Please cite HTMD: Doerr et al.(2016)JCTC,12,1845. 
https://dx.doi.org/10.1021/acs.jctc.6b00049
Documentation: http://software.acellera.com/

You are on the latest HTMD version (1.15.2).





In [2]:
#htmd.config(viewer='ngl')

## 2. Defining functions

This first function "dockAllCenters" runs docking of a given protein and ligand for all provided centers.

In [3]:
def dockAllCentersAutoDock(prot, ligand, centers):
    poses = []
    scores = []
    
    for i, center in enumerate(centers):
        currentCenterPoses, currentCenterScoring = dock(prot, ligand, center=center, extent=[ 15., 15., 15. ])
        poses.append(currentCenterPoses)
        scores.append(currentCenterScoring)
        
        print("Finished docking " + str(i+1) + "/" + str(len(centers)))
        
    return poses, scores

In [4]:
def dockAllCentersRdock(protFile, ligandName, centers):
    poses = []
    scores = []
    
    for i, center in enumerate(centers):
        rd = RDock()
        rd.set_radius(8)
        rd.set_protein(protFile) # MOL2 !!
        rd.set_ligand(ligandName) # SD !!
        rd.set_nposes(50)
        rd.set_center(center)
        
        rd.run_docking()
        
        currentCenterPose, currentCenterScoring = rd.get_best_pose()
        
        poses.append(currentCenterPose)
        scores.append(currentCenterScoring)
        
        print(currentCenterScoring)
        print(len(rd.docked_poses))
        print("Finished docking " + str(i+1) + "/" + str(len(centers)))
        
    return poses, scores

This function "buildSystemWithPose" is going to build a system for a given pose obtained from the previous function. It requires a paramFolder to define where the parameters are placed. 

In [5]:
def buildSystemWithPose(prot, pose, systemId, paramFolder, ligandName="MOL"):
    # prepare protein
    prot = proteinPrepare(prot)
    prot.set('segid', 'P', sel='protein')
    prot.set('segid', 'W', sel='water')
    
    # prepare ligand (pose)
    pose.set('segid','L')
    pose.set('resname', ligandName) 
    
    mol = Molecule(name='combo')
    mol.append(prot)
    mol.append(pose)
    mol.center()
    
    # distance + extra
    D = maxDistance(mol, 'all') + 10
    
    # solvate
    smol = solvate(mol, minmax=[[-D, -D, -D], [D, D, D]])
    
    # build system    
    param = defaultParam()
    #It takes the name of the files by default, so do not change them
    param.append(paramFolder + "mol.prm")

    topo = defaultTopo()
    topo.append(paramFolder + "mol.rtf")
    
    bmol = charmm.build(smol, param=param, topo=topo, outdir="build-{}".format(systemId))
    
    return bmol

## 3. Docking

Loading protein in pdb format:

In [6]:
prot = Molecule('project_data/FXR_APO_structure_D3R_GC2.pdb')
prot.view()

2019-08-08 15:02:17,178 - moleculekit.molecule - INFO - Removed 15 atoms. 2054 atoms remaining in the molecule.

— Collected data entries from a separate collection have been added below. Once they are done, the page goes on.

impl Session for MemorySession {
    fn table_columns(&mut self, table: &Identifier) -> DbResult<Vec<ColumnMeta>> {
        Ok(catalog(table.as_str()))
    }

    fn select_first(&mut self, query: &JoinQuery) -> DbResult<Option<Row>> {
        let session = self.id;
        self.with_env(|env| {
            let tables: Vec<&Tables> = env.visible_to(session).collect();
            let patients = tables.iter().flat_map(|t| t.patients.iter());

            let mut matches: Vec<JoinRow<'_>> = Vec::new();
            for patient in patients {
                for intake in tables
                    .iter()
                    .flat_map(|t| t.intakes.iter())
                    .filter(|i| i.patient_number == patient.patient_number)
                {
                    let row = JoinRow { patient, intake };
                    let eligible = crate::query::BASE_NOT_NULL
                        .iter()
                        .all(|(alias, column)| row.text(alias, column).is_some());
                    let filtered = query.filters.iter().all(|(column, wanted)| {
                        row.text(column.alias, column.column.as_str()).as_deref()
                            == Some(wanted.trim())
                    });
                    if eligible && filtered {
                        matches.push(row);
                    }
                }
            }

            // ORDER BY DOB DESC puts NULLs first in Oracle; the base predicate excludes them.
            matches.sort_by_key(|row| std::cmp::Reverse(parse_rr_date(&row.patient.dob)));

            Ok(matches.first().map(|row| {
                query
                    .projection
                    .iter()
                    .map(|c| {
                        let value = row
                            .value(c.alias, c.column.as_str())
                            .unwrap_or(Value::Null);
                        (c.column.to_string(), value)
                    })
                    .collect()
            }))
        })
    }

    fn insert_patient(&mut self, c: &IntakeCandidate) -> DbResult<()> {
        let patient_number = number(&c.patient_number, PATIENT_NUMBER_PRECISION)?;
        if !c.date_of_birth.trim().is_empty() && parse_rr_date(&c.date_of_birth).is_none() {
            return Err(DbError::new(
                Some(INVALID_DATE_CODE),
                "a non-numeric character was found where a numeric was expected",
            ));
        }
        let session = self.id;
        self.with_env(|env| {
            if env
                .all_tables()
                .any(|t| t.patients.iter().any(|p| p.patient_number == patient_number))
            {
                return Err(unique_violation("PK_TBLPATIENT"));
            }
            env.pending_mut(session).patients.push(PatientRow {
                patient_number,
                first_name: c.first_name.clone(),
                last_name: c.last_name.clone(),
                phone: c.phone.clone(),
                dob: c.date_of_birth.trim().to_ascii_uppercase(),
            });
            Ok(())
        })
    }

    fn insert_intake_plan(&mut self, c: &IntakeCandidate) -> DbResult<()> {
        let patient_number = number(&c.patient_number, PATIENT_NUMBER_PRECISION)?;
        let intake_id = number(&c.intake_id, INTAKE_ID_PRECISION)?;
        let session = self.id;
        self.with_env(|env| {
            if env.all_tables().any(|t| {
                t.plans
                    .iter()
                    .any(|p| p.patient_number == patient_number && p.intake_id == intake_id)
            }) {
                return Err(unique_violation("PK_TBLPATINTAKEPLAN"));
            }
            if !Self::has_patient(env, session, patient_number) {
                return Err(parent_missing("FK_PATINTAKEPLAN_PATIENT"));
            }
            env.pending_mut(session).plans.push(PlanRow {
                patient_number,
                intake_id,
            });
            Ok(())
        })
    }

    fn insert_intake(&mut self, c: &IntakeCandidate) -> DbResult<()> {
        let patient_number = number(&c.patient_number, PATIENT_NUMBER_PRECISION)?;
        let intake_id = number(&c.intake_id, INTAKE_ID_PRECISION)?;
        let session = self.id;
        self.with_env(|env| {
            if env
                .all_tables()
                .any(|t| t.intakes.iter().any(|i| i.intake_id == intake_id))
            {
                return Err(unique_violation("PK_TBLPATINTAKE"));
            }
            if !Self::has_patient(env, session, patient_number) {
                return Err(parent_missing("FK_PATINTAKE_PATIENT"));
            }
            env.pending_mut(session).intakes.push(IntakeRow {
                patient_number,
                intake_id,
                operation_center_code: c.operation_center_code.clone(),
                plan_level_code: c.plan_level_code.clone(),
            });
            Ok(())
        })
    }

    fn commit(&mut self) -> DbResult<()> {
        let session = self.id;
        self.with_env(|env| {
            if let Some(pending) = env.pending.remove(&session) {
                env.committed.append(pending);
            }
            Ok(())
        })
    }

    fn rollback(&mut self) -> DbResult<()> {
        let session = self.id;
        self.with_env(|env| {
            env.pending.remove(&session);
            Ok(())
        })
    }

    fn read_back(&mut self, patient_number: &str, intake_id: &str) -> DbResult<Option<Row>> {
        let patient_number = number(patient_number, PATIENT_NUMBER_PRECISION)?;
        let intake_id = number(intake_id, INTAKE_ID_PRECISION)?;
        let session = self.id;
        self.with_env(|env| {
            let tables: Vec<&Tables> = env.visible_to(session).collect();
            let patient = tables
                .iter()
                .flat_map(|t| t.patients.iter())
                .find(|p| p.patient_number == patient_number);
            let intake = tables.iter().flat_map(|t| t.intakes.iter()).find(|i| {
                i.patient_number == patient_number && i.intake_id == intake_id
            });
            let (Some(patient), Some(intake)) = (patient, intake) else {
                return Ok(None);
            };

            let mut row = Row::new();
            row.insert(
                COL_PATIENT_NUMBER.into(),
                Value::from(patient.patient_number.to_string()),
            );
            row.insert(COL_FIRST_NAME.into(), Value::from(patient.first_name.as_str()));
            row.insert(COL_LAST_NAME.into(), Value::from(patient.last_name.as_str()));
            row.insert(COL_PHONE.into(), Value::from(patient.phone.as_str()));
            row.insert(COL_DOB.into(), Value::from(patient.dob.as_str()));
            row.insert(COL_INTAKE_ID.into(), Value::from(intake.intake_id));
            row.insert(
                COL_OPERATION_CENTER_CODE.into(),
                Value::from(intake.operation_center_code.as_str()),
            );
            row.insert(
                COL_PLAN_LEVEL_CODE.into(),
                Value::from(intake.plan_level_code.as_str()),
            );
            Ok(Some(row))
        })
    }
}

impl Drop for MemorySession {
    fn drop(&mut self) {
        let mut envs = lock(&self.state);
        if let Some(env) = envs.get_mut(&self.environment) {
            env.pending.remove(&self.id);
        }
    }
}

Load all ligands in mol2 format:

In [7]:
ligands = []
ligandCount = 10
for i in range(ligandCount):
    fname = "project_data/ligand_FXR_{}.sdf.mol2".format(i+1)
    ligands.append([Molecule(fname), fname])
    
ligands[0][0].view()

Defining binding pocket centers extracted with DeepSite (in playmolecule):

In [8]:
centers = [[43.9, 9.9, 3.2],
           [29.9, 7.9, 7.2],
           [25.9, 3.9, -2.8],
           [21.9, 3.9, -12.8],
           [29.9, 19.9, -0.8]]

Now, we will define the output that we would like to obtain.

In [9]:
saveAllProtLigandToFile = True #True to save all the poses and proteins in a pdb file.
saveBestPosesToFile = True #True to save only the best pose in a pdb file.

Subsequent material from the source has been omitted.